On August 9, while Oswald distributed "Hands Off Cuba"
and "The Crime Against Cuba" leaflets on the streets
of New Orleans, he was harassed by anti-Castro Cuban exiles.
Police arrested Oswald for disturbing the peace and made him
pay a fine of $10. The arrest caught the attention of William
Stuckey, a local reporter who hosted a radio show on WDSU called
"Latin Listening Post." Oswald was a guest on the
radio program on August 17 and August 21. There is some controversy
as to whether Oswald actually harbored pro-Castro thoughts.
The address listed on his pamphlets, 544 Camp Street, was (in
reality) the address of a racist, one-time FBI agent and detective
named W. Guy Banister who ran a training camp for anti-Castro
exiles prepared to take over Cuba. Banister was rumored to have
used Oswald to collect the names of Communist sympathizers at
area colleges. Prof. Michael Kurtz, a professor of Louisiana
history, witnessed Oswald and Banister at Tulane University
making anti-integrationist remarks (though Oswald was staunchly
pro-civil rights). Witnesses say Oswald used a work area on
the second floor of 544 Camp. He was also seen signing guns
out of Banister's storeroom at 544 Camp.
Amongst
the people Banister worked with was a homosexual ex-pilot for
Eastern Airlines named David Ferrie who also worked for Carlos
Marcello's lawyer, G. Wray Gill, in Marcello's 'illegal deportation'
case. Ferrie, who had no scientific credentials, claimed to
be working on a cure for cancer using lab rats he kept at home.

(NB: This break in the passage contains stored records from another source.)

fn csv_err(origin: &str, source: csv::Error) -> ConfigurationError {
    ConfigurationError::Csv {
        path: origin.to_string(),
        source,
    }
}

/// The normalized table. Built once during startup, wrapped in an Arc,
/// and read-only forever after — request handlers share it without a
/// single lock.
#[derive(Debug)]
pub struct FlowTable {
    records: Vec<FlowRecord>,
    loaded_at: DateTime<Utc>,
}

impl FlowTable {
    pub fn from_records(records: Vec<FlowRecord>) -> Self {
        Self {
            records,
            loaded_at: Utc::now(),
        }
    }

    pub fn records(&self) -> &[FlowRecord] {
        &self.records
    }

    pub fn len(&self) -> usize {
        self.records.len()
    }

    pub fn is_empty(&self) -> bool {
        self.records.is_empty()
    }

    pub fn loaded_at(&self) -> DateTime<Utc> {
        self.loaded_at
    }

    /// Load and normalize the flow dataset from disk.
    pub fn load(
        path: &str,
        filter: FlowFilter,
        batch_size: usize,
        catalog: &MetadataCatalog,
    ) -> Result<Self, ConfigurationError> {
        info!(
            path,
            mode = filter.mode,
            trade_type = filter.trade_type,
            batch_size,
            "Loading flow dataset — this is the slow part"
        );
        let file = File::open(path).map_err(|e| ConfigurationError::Io {
            path: path.to_string(),
            source: e,
        })?;
        Self::from_reader(file, path, filter, batch_size, catalog)
    }

    /// Stream, filter, derive, concatenate, decorate. Header validation
    /// happens before any row is touched: a file missing columns is dead
    /// on arrival, not after twenty minutes of parsing. A table that comes
    /// out empty after filtering is fatal too — zero lanes means every
    /// response forever would be empty, and that's a misconfiguration, not
    /// a freight market.
    pub fn from_reader<R: Read + Send + 'static>(
        input: R,
        origin: &str,
        filter: FlowFilter,
        batch_size: usize,
        catalog: &MetadataCatalog,
    ) -> Result<Self, ConfigurationError> {
        let started = Instant::now();
        let batch_size = batch_size.max(1);

        let mut reader = csv::Reader::from_reader(input);
        let headers = reader
            .headers()
            .map_err(|e| csv_err(origin, e))?
            .clone();
        let missing: Vec<String> = REQUIRED_COLUMNS
            .iter()
            .filter(|col| !headers.iter().any(|h| h.trim() == **col))
            .map(|col| col.to_string())
            .collect();
        if !missing.is_empty() {
            return Err(ConfigurationError::MissingColumns {
                path: origin.to_string(),
                columns: missing,
            });
        }

        // Reader thread deserializes, this thread normalizes. The bounded
        // capacity keeps the reader from racing arbitrarily far ahead of
        // the consumer.
        let (batch_tx, batch_rx) =
            crossbeam_channel::bounded::<Result<Vec<RawFlowRow>, csv::Error>>(2);

        let reader_thread = thread::spawn(move || {
            let mut batch: Vec<RawFlowRow> = Vec::with_capacity(batch_size);
            for row in reader.into_deserialize::<RawFlowRow>() {
                match row {
                    Ok(raw) => {
                        batch.push(raw);
                        if batch.len() >= batch_size {
                            let full =
                                std::mem::replace(&mut batch, Vec::with_capacity(batch_size));
                            if batch_tx.send(Ok(full)).is_err() {
                                // Receiver hung up, stop reading.
                                return;
                            }
                        }
                    }
                    Err(e) => {
                        let _ = batch_tx.send(Err(e));
                        return;
                    }
                }
            }
            if !batch.is_empty() {
                let _ = batch_tx.send(Ok(batch));
            }
        });

        let mut records: Vec<FlowRecord> = Vec::new();
        let mut rows_scanned = 0usize;
        let mut batches = 0usize;
        let mut failure: Option<csv::Error> = None;

        for message in batch_rx {
            match message {
                Ok(raw_rows) => {
                    rows_scanned += raw_rows.len();
                    let kept = normalize_batch(&raw_rows, filter);
                    batches += 1;
                    debug!(
                        batch = batches,
                        scanned = raw_rows.len(),
                        kept = kept.len(),
                        "flow batch normalized"
                    );
                    records.extend(kept);
                }
                Err(e) => {
                    failure = Some(e);
                    break;
                }
            }
        }

        if reader_thread.join().is_err() {
            return Err(ConfigurationError::Io {
                path: origin.to_string(),
                source: std::io::Error::new(
                    std::io::ErrorKind::Other,
                    "flow reader thread panicked",
                ),
            });
        }
        if let Some(e) = failure {
            return Err(csv_err(origin, e));
        }

        let records: Vec<FlowRecord> = records
            .into_iter()
            .map(|record| attach_names(record, catalog))
            .collect();

        if records.is_empty() {
            return Err(ConfigurationError::EmptyTable {
                path: origin.to_string(),
            });
        }

        info!(
            records = records.len(),
            rows_scanned,
            batches,
            elapsed_ms = started.elapsed().as_millis() as u64,
            "Flow table ready"
        );

        Ok(Self::from_records(records))
    }
}
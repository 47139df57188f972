// ═══════════════════════════════════════════════════════════════
// METRICS COLLECTOR - If a truck is matched and nobody counts it, did it haul?
// ═══════════════════════════════════════════════════════════════
//
// Atomic counters for everything. Lock-free because we're THAT paranoid
// about contention on a service whose entire job is sampling imaginary
// trucks. The snapshot gets served on /metrics so anyone curious can
// watch the unprofitable-order counter climb in real time.
//
// Yes, there is an atomic *float* in here, accumulating matched profit
// to the penny. Fictional dollars deserve real memory-ordering
// guarantees.

use portable_atomic::{AtomicF64, AtomicU64, Ordering};
use serde::Serialize;
use std::time::Instant;

/// What /metrics serializes: every counter plus a couple of derived rates.
#[derive(Debug, Serialize, Clone)]
pub struct MetricsSnapshot {
    pub requests_received: u64,
    pub request_failures: u64,
    pub orders_sampled: u64,
    pub orders_matched: u64,
    pub orders_rejected_unprofitable: u64,
    pub matched_profit_total: f64,
    pub uptime_seconds: u64,
    pub matches_per_minute: f64,
    pub status: String,
}

/// The collector every request handler and pipeline pass reports into.
/// Every counter is atomic because mutexes are for the weak.
#[derive(Debug)]
pub struct MetricsCollector {
    requests_received: AtomicU64,
    request_failures: AtomicU64,
    orders_sampled: AtomicU64,
    orders_matched: AtomicU64,
    orders_rejected_unprofitable: AtomicU64,
    matched_profit_total: AtomicF64,
    start_time: Instant,
}

impl MetricsCollector {
    pub fn new() -> Self {
        Self {
            requests_received: AtomicU64::new(0),
            request_failures: AtomicU64::new(0),
            orders_sampled: AtomicU64::new(0),
            orders_matched: AtomicU64::new(0),
            orders_rejected_unprofitable: AtomicU64::new(0),
            matched_profit_total: AtomicF64::new(0.0),
            start_time: Instant::now(),
        }
    }

    pub fn increment_requests(&self) {
        self.requests_received.fetch_add(1, Ordering::Relaxed);
    }

    pub fn increment_request_failures(&self) {
        self.request_failures.fetch_add(1, Ordering::Relaxed);
    }

    pub fn add_orders_sampled(&self, count: u64) {
        self.orders_sampled.fetch_add(count, Ordering::Relaxed);
    }

    pub fn add_orders_matched(&self, count: u64) {
        self.orders_matched.fetch_add(count, Ordering::Relaxed);
    }

    pub fn add_orders_rejected(&self, count: u64) {
        self.orders_rejected_unprofitable
            .fetch_add(count, Ordering::Relaxed);
    }

    pub fn add_matched_profit(&self, dollars: f64) {
        self.matched_profit_total.fetch_add(dollars, Ordering::Relaxed);
    }

    pub fn uptime_seconds(&self) -> u64 {
        self.start_time.elapsed().as_secs()
    }

    /// Relaxed loads across the board: the snapshot is a dashboard read,
    /// not a ledger audit.
    pub fn snapshot(&self) -> MetricsSnapshot {
        let uptime = self.uptime_seconds();
        let orders_matched = self.orders_matched.load(Ordering::Relaxed);
        let matches_per_minute = if uptime > 0 {
            (orders_matched as f64 / uptime as f64) * 60.0
        } else {
            0.0
        };

        MetricsSnapshot {
            requests_received: self.requests_received.load(Ordering::Relaxed),
            request_failures: self.request_failures.load(Ordering::Relaxed),
            orders_sampled: self.orders_sampled.load(Ordering::Relaxed),
            orders_matched,
            orders_rejected_unprofitable: self
                .orders_rejected_unprofitable
                .load(Ordering::Relaxed),
            matched_profit_total: self.matched_profit_total.load(Ordering::Relaxed),
            uptime_seconds: uptime,
            matches_per_minute,
            status: "operational".to_string(),
        }
    }
}

impl Default for MetricsCollector {
    fn default() -> Self {
        Self::new()
    }
}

He also tinkered on a submarine in his backyard that he planned
for use in the Cuban invasion. He had previously flown missions
into Cuba under the pay of Eladio del Valle, an anti-Castro
Cuban from Miami. He was also a self-proclaimed bishop in the
Orthodox Old Rite Roman Catholic Church of America. It is rumored
that Oswald spurned Ferrie's sexual advances at the age of 15
when he was a member of Ferrie's Civil Air Patrol unit.
Oswald
was a very poor worker, and hung out at a next-door parking
garage befriending garage owner Adrian Alba. The garage was
regularly used by FBI and CIA cars. Alba has testified that
he saw the driver of one such car pass a white envelope to Oswald,
who stuffed it under his shirt and walked away. The House Select
Committee on Assassinations found this claim to be baseless.
Oswald
passed out leaflets another time in front of the New Orleans
International Trade Mart offices.
In March
1963, Oswald (using the name of his ex-boss in the Fair Play
for Cuba Committee, Alek J. Hidell) purchased a rifle and handgun
that was later linked to the events of November 22, 1963.
Rifle
6.5x52mm
Mannlicher-Carcano M91/38 bolt-action rifle
Serial number C2766 Western Cartridge 160 grain (10.37 g) ammunition
Side-mounted Ordnance Optics 4 x 18 scope
Handgun
0.38
Special Smith & Wesson Victory revolver 2.25 in bbl
Serial number V510210 Converted from 0.38 S&W, shortened
from 5 in bbl. The rifle was kept in the basement of family
friends, the Paines, cousins of John Forbes Kerry, at whose
home Maria Oswald was living at the time. Michael R. Paine was
the son of Ruth Forbes Paine, who remarried Arthur Young, the
inventor of the Bell helicopter used in Korea and Vietnam. Michael
R. Paine and Ruth Forbes Paine Young were Forbes family heirs
and as is Sen. Kerry, a coincidence since both he and the assassinated
President bear the initials JFK. See Warren Commission report
describing testimony of Michael R. Paine and his wife, Ruth
Paine. [1] Because of her son's involvement in the assassination,
her Forbes family's involvement with drug dealing in China during
the Opium War, and her husband's involvement with the military
and defense industry, Mrs. Ruth Forbes Paine Young started the
International Peace Academy, which have fed rumors about her
family's politics.
According
to the controversial Warren Commission report on the John F.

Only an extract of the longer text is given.